TASK TO COMPLETE: Find the word "split" below. Copy each line that has it.

INPUT below:

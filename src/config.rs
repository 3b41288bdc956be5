use serde::Deserialize;
use std::fs;
use std::path::Path;

use crate::error::Result;

static DEFAULT_CONFIG: &str = include_str!("default_config.toml");

#[derive(Debug, Clone, Deserialize, Default, PartialEq)]
#[serde(default)]
pub struct Config {
    pub header: HeaderConfig,
    pub inline: InlineConfig,
}

#[derive(Debug, Clone, Deserialize, PartialEq)]
#[serde(default)]
pub struct HeaderConfig {
    pub emoji: bool,
}

impl Default for HeaderConfig {
    fn default() -> Self {
        Self { emoji: true }
    }
}

#[derive(Debug, Clone, Deserialize, Default, PartialEq)]
#[serde(default)]
pub struct InlineConfig {
    pub unsupported: UnsupportedInline,
}

/// What the inline styler does with a span that has no rich text element
/// (inline code, images, inline HTML). Line breaks are never affected.
#[derive(Debug, Clone, Copy, Deserialize, Default, PartialEq, Eq)]
#[serde(rename_all = "lowercase")]
pub enum UnsupportedInline {
    /// Fail the whole conversion.
    #[default]
    Error,
    /// Drop the span and keep going.
    Skip,
}

impl Config {
    /// The config bundled at compile time (validated by build.rs).
    pub fn compiled_default() -> Self {
        Self::parse(DEFAULT_CONFIG).unwrap_or_default()
    }

    /// Parse config from TOML text. Missing keys take their defaults.
    pub fn parse(content: &str) -> Result<Self> {
        Ok(toml::from_str(content)?)
    }

    /// Load config from a TOML file. The file must exist.
    pub fn load(path: &Path) -> Result<Self> {
        let content = fs::read_to_string(path)?;
        log::debug!("loaded config from {}", path.display());
        Self::parse(&content)
    }
}
use crate::block::{Block, Document, Span};
use crate::config::Config;
use crate::error::Result;
use crate::inline::style_spans;
use crate::list::flatten_list;
use crate::slack::{PlainText, RichTextObject, RichTextSection, SlackBlock};
use crate::text::extract_text;

/// Convert a document's top-level blocks to Slack blocks, in order.
pub fn blocks_to_slack(document: &Document, config: &Config) -> Result<Vec<SlackBlock>> {
    let mut out = Vec::new();

    for block in &document.blocks {
        match convert_block(block, config)? {
            Some(converted) => out.extend(converted),
            None => log::debug!("skipping unsupported block: {}", block.kind()),
        }
    }

    Ok(out)
}

/// The blocks emitted for one top-level node, or `None` if the node kind has
/// no Slack counterpart.
fn convert_block(block: &Block, config: &Config) -> Result<Option<Vec<SlackBlock>>> {
    let converted = match block {
        Block::Heading { content, .. } => vec![SlackBlock::Header {
            text: PlainText {
                text: extract_text(content),
                emoji: config.header.emoji,
            },
        }],
        Block::Paragraph { content } => vec![paragraph_to_slack(content, config)?],
        Block::List(list) => flatten_list(list, 0, config.inline.unsupported)?
            .into_iter()
            .map(|row| SlackBlock::RichText {
                elements: vec![RichTextObject::List(row)],
            })
            .collect(),
        Block::CodeBlock | Block::Quote | Block::Table | Block::Html | Block::Rule => {
            return Ok(None);
        }
    };
    Ok(Some(converted))
}

/// One rich text block with a section per line: the spans are split at each
/// hard line break, keeping empty runs at the edges and between breaks.
fn paragraph_to_slack(content: &[Span], config: &Config) -> Result<SlackBlock> {
    let elements = content
        .split(|span| matches!(span, Span::LineBreak))
        .map(|line| {
            let elements = style_spans(line, config.inline.unsupported)?;
            Ok(RichTextObject::Section(RichTextSection::new(elements)))
        })
        .collect::<Result<Vec<_>>>()?;

    Ok(SlackBlock::RichText { elements })
}
//! Output tree: Slack Block Kit blocks, serialized with their `"type"` tags.

use serde::Serialize;

/// A top-level block of a Slack message.
#[derive(Debug, Clone, PartialEq, Serialize)]
#[serde(tag = "type", rename_all = "snake_case")]
pub enum SlackBlock {
    Header { text: PlainText },
    RichText { elements: Vec<RichTextObject> },
}

/// Text object carried by header blocks. Never styled.
#[derive(Debug, Clone, PartialEq, Serialize)]
#[serde(tag = "type", rename = "plain_text")]
pub struct PlainText {
    pub text: String,
    pub emoji: bool,
}

/// Direct child of a rich text block.
#[derive(Debug, Clone, PartialEq, Serialize)]
#[serde(tag = "type")]
pub enum RichTextObject {
    #[serde(rename = "rich_text_section")]
    Section(RichTextSection),
    #[serde(rename = "rich_text_list")]
    List(RichTextList),
}

/// One visual line segment: an ordered run of text and link elements.
#[derive(Debug, Clone, PartialEq, Default, Serialize)]
pub struct RichTextSection {
    pub elements: Vec<RichTextElement>,
}

impl RichTextSection {
    pub fn new(elements: Vec<RichTextElement>) -> Self {
        Self { elements }
    }
}

#[derive(Debug, Clone, PartialEq, Serialize)]
#[serde(tag = "type", rename_all = "snake_case")]
pub enum RichTextElement {
    Text {
        text: String,
        #[serde(skip_serializing_if = "Option::is_none")]
        style: Option<TextStyle>,
    },
    Link {
        text: String,
        url: String,
    },
}

impl RichTextElement {
    pub fn text(text: impl Into<String>) -> Self {
        RichTextElement::Text {
            text: text.into(),
            style: None,
        }
    }

    pub fn styled(text: impl Into<String>, style: TextStyle) -> Self {
        RichTextElement::Text {
            text: text.into(),
            style: Some(style),
        }
    }

    pub fn link(text: impl Into<String>, url: impl Into<String>) -> Self {
        RichTextElement::Link {
            text: text.into(),
            url: url.into(),
        }
    }
}

/// Style flags of a text run. Unset flags are left out of the JSON.
#[derive(Debug, Clone, Copy, PartialEq, Eq, Default, Serialize)]
pub struct TextStyle {
    #[serde(skip_serializing_if = "is_false")]
    pub bold: bool,
    #[serde(skip_serializing_if = "is_false")]
    pub italic: bool,
    #[serde(skip_serializing_if = "is_false")]
    pub strike: bool,
}

impl TextStyle {
    pub const BOLD: TextStyle = TextStyle {
        bold: true,
        italic: false,
        strike: false,
    };
    pub const ITALIC: TextStyle = TextStyle {
        bold: false,
        italic: true,
        strike: false,
    };
    pub const STRIKE: TextStyle = TextStyle {
        bold: false,
        italic: false,
        strike: true,
    };
}

fn is_false(flag: &bool) -> bool {
    !*flag
}

#[derive(Debug, Clone, Copy, PartialEq, Eq, Serialize)]
#[serde(rename_all = "lowercase")]
pub enum ListStyle {
    Ordered,
    Bullet,
}

impl ListStyle {
    pub fn from_ordered(ordered: bool) -> Self {
        if ordered {
            ListStyle::Ordered
        } else {
            ListStyle::Bullet
        }
    }
}

/// One flattened list row. The renderer infers nesting from `indent` alone.
#[derive(Debug, Clone, PartialEq, Serialize)]
pub struct RichTextList {
    pub style: ListStyle,
    pub indent: usize,
    #[serde(rename = "elements")]
    pub sections: Vec<RichTextSection>,
}

/// Message payload wrapper, as posted to the chat API.
#[derive(Debug, Clone, PartialEq, Default, Serialize)]
pub struct Message {
    pub blocks: Vec<SlackBlock>,
}

impl From<Vec<SlackBlock>> for Message {
    fn from(blocks: Vec<SlackBlock>) -> Self {
        Self { blocks }
    }
}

End of INPUT.

ANSWER BELOW:
/// One rich text block with a section per line: the spans are split at each
        .split(|span| matches!(span, Span::LineBreak))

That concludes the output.